Input records ::

//! Unit tests for pops-network.

use pops_core::Cell;

use crate::{Network, NetworkBuilder};

// ── Helpers ───────────────────────────────────────────────────────────────────

/// Chain 0,0 → 0,3 → 0,6 with unit-resolution lengths of 3.
fn chain() -> Network {
    let mut b = NetworkBuilder::new(1.0, 1.0);
    b.add_link(Cell::new(0, 0), Cell::new(0, 3), 1.0);
    b.add_link(Cell::new(0, 3), Cell::new(0, 6), 1.0);
    b.build().unwrap()
}

// ── Network ───────────────────────────────────────────────────────────────────

#[cfg(test)]
mod network {
    use pops_core::{Cell, SimRng};

    use super::chain;
    use crate::{Network, NetworkBuilder};

    #[test]
    fn empty_network_misses() {
        let net = Network::empty();
        assert!(net.is_empty());
        assert!(net.lookup(Cell::new(0, 0)).is_empty());
        assert!(!net.has_node_at(Cell::new(0, 0)));
    }

    #[test]
    fn nodes_include_edge_targets() {
        let net = chain();
        assert_eq!(net.node_count(), 3);
        assert!(net.has_node_at(Cell::new(0, 6)));
        assert!(net.lookup(Cell::new(0, 6)).is_empty());
    }

    #[test]
    fn nodes_sorted_row_major() {
        let mut b = NetworkBuilder::new(1.0, 1.0);
        b.add_link(Cell::new(4, 0), Cell::new(1, 5), 1.0);
        b.add_link(Cell::new(1, 2), Cell::new(4, 0), 1.0);
        let net = b.build().unwrap();
        assert_eq!(net.nodes(), &[Cell::new(1, 2), Cell::new(1, 5), Cell::new(4, 0)]);
    }

    #[test]
    fn lookup_keeps_insertion_order() {
        let mut b = NetworkBuilder::new(1.0, 1.0);
        let hub = Cell::new(2, 2);
        b.add_link(hub, Cell::new(9, 9), 0.2);
        b.add_link(Cell::new(0, 0), hub, 0.1);
        b.add_link(hub, Cell::new(0, 5), 0.3);
        let net = b.build().unwrap();
        let targets: Vec<Cell> = net.lookup(hub).iter().map(|e| e.to).collect();
        assert_eq!(targets, vec![Cell::new(9, 9), Cell::new(0, 5)]);
        assert_eq!(net.edge_count(), 3);
    }

    #[test]
    fn derived_length_uses_resolution() {
        let mut b = NetworkBuilder::new(30.0, 10.0);
        b.add_link(Cell::new(0, 0), Cell::new(3, 4), 1.0);
        let net = b.build().unwrap();
        let len = net.lookup(Cell::new(0, 0))[0].length;
        assert!((len - (120.0f64.powi(2) + 30.0f64.powi(2)).sqrt()).abs() < 1e-9);
    }

    #[test]
    fn invalid_edges_rejected() {
        let mut b = NetworkBuilder::new(1.0, 1.0);
        b.add_link(Cell::new(0, 0), Cell::new(0, 0), 1.0);
        assert!(b.build().is_err());

        let mut b = NetworkBuilder::new(1.0, 1.0);
        b.add_link(Cell::new(0, 0), Cell::new(0, 1), -0.5);
        assert!(b.build().is_err());

        let mut b = NetworkBuilder::new(1.0, 1.0);
        b.add_edge(Cell::new(0, 0), Cell::new(0, 1), 1.0, Some(0.0), None);
        assert!(b.build().is_err());
    }

    #[test]
    fn travel_stops_when_distance_runs_out() {
        let net = chain();
        let mut rng = SimRng::new(1);
        assert_eq!(net.travel(Cell::new(0, 0), 2.0, &mut rng), Cell::new(0, 0));
        assert_eq!(net.travel(Cell::new(0, 0), 3.0, &mut rng), Cell::new(0, 3));
        assert_eq!(net.travel(Cell::new(0, 0), 5.9, &mut rng), Cell::new(0, 3));
        assert_eq!(net.travel(Cell::new(0, 0), 100.0, &mut rng), Cell::new(0, 6));
    }

    #[test]
    fn travel_from_non_node_stays_put() {
        let net = chain();
        let mut rng = SimRng::new(1);
        assert_eq!(net.travel(Cell::new(7, 7), 10.0, &mut rng), Cell::new(7, 7));
        assert_eq!(net.travel(Cell::new(0, 0), f64::INFINITY, &mut rng), Cell::new(0, 0));
    }

    #[test]
    fn travel_ignores_zero_weight_edges() {
        let mut b = NetworkBuilder::new(1.0, 1.0);
        b.add_link(Cell::new(0, 0), Cell::new(0, 1), 0.0);
        b.add_link(Cell::new(0, 0), Cell::new(1, 0), 1.0);
        let net = b.build().unwrap();
        let mut rng = SimRng::new(5);
        for _ in 0..50 {
            assert_eq!(net.travel(Cell::new(0, 0), 1.0, &mut rng), Cell::new(1, 0));
        }
    }
}

// ── CSV Loader ────────────────────────────────────────────────────────────────

#[cfg(test)]
mod loader {
    use std::io::{Cursor, Write};

    use pops_core::Cell;

    use super::chain;
    use crate::{load_network_csv, load_network_reader, write_network_csv};

    const CSV: &[u8] = b"\
from_row,from_col,to_row,to_col,weight,length,capacity\n\
0,0,5,9,0.10,,\n\
5,9,0,0,0.05,400.0,20\n\
";

    #[test]
    fn loads_optional_columns() {
        let net = load_network_reader(Cursor::new(CSV), 10.0, 10.0).unwrap();
        assert_eq!(net.edge_count(), 2);
        let out = &net.lookup(Cell::new(0, 0))[0];
        assert_eq!(out.to, Cell::new(5, 9));
        assert_eq!(out.capacity, None);
        assert!((out.length - (90.0f64.powi(2) + 50.0f64.powi(2)).sqrt()).abs() < 1e-9);
        let back = &net.lookup(Cell::new(5, 9))[0];
        assert_eq!(back.length, 400.0);
        assert_eq!(back.capacity, Some(20));
    }

    #[test]
    fn header_without_optional_columns() {
        let csv = b"from_row,from_col,to_row,to_col,weight\n1,1,2,2,0.5\n";
        let net = load_network_reader(Cursor::new(csv.as_slice()), 1.0, 1.0).unwrap();
        assert_eq!(net.lookup(Cell::new(1, 1)).len(), 1);
    }

    #[test]
    fn malformed_row_errors() {
        let csv = b"from_row,from_col,to_row,to_col,weight\n1,x,2,2,0.5\n";
        assert!(load_network_reader(Cursor::new(csv.as_slice()), 1.0, 1.0).is_err());
    }

    #[test]
    fn write_then_reload_preserves_edges() {
        let net = chain();
        let mut buf = Vec::new();
        write_network_csv(&net, &mut buf).unwrap();
        let reloaded = load_network_reader(Cursor::new(buf), 99.0, 99.0).unwrap();
        assert_eq!(reloaded.nodes(), net.nodes());
        let a: Vec<_> = net.iter_edges().map(|(f, e)| (f, e.clone())).collect();
        let b: Vec<_> = reloaded.iter_edges().map(|(f, e)| (f, e.clone())).collect();
        assert_eq!(a, b);
    }

    #[test]
    fn loads_from_file() {
        let mut file = tempfile::NamedTempFile::new().unwrap();
        file.write_all(CSV).unwrap();
        let net = load_network_csv(file.path(), 1.0, 1.0).unwrap();
        assert_eq!(net.node_count(), 2);
    }
}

What the task requires :: Please copy, exactly as written, every line in the listing above from the line with "assert!(net.lookup(Cell::new(0, 0)).is_empty());" up to and including the line with "assert!(net.lookup(Cell::new(0, 6)).is_empty());".

Answer section ::
        assert!(net.lookup(Cell::new(0, 0)).is_empty());
        assert!(!net.has_node_at(Cell::new(0, 0)));
    }

    #[test]
    fn nodes_include_edge_targets() {
        let net = chain();
        assert_eq!(net.node_count(), 3);
        assert!(net.has_node_at(Cell::new(0, 6)));
        assert!(net.lookup(Cell::new(0, 6)).is_empty());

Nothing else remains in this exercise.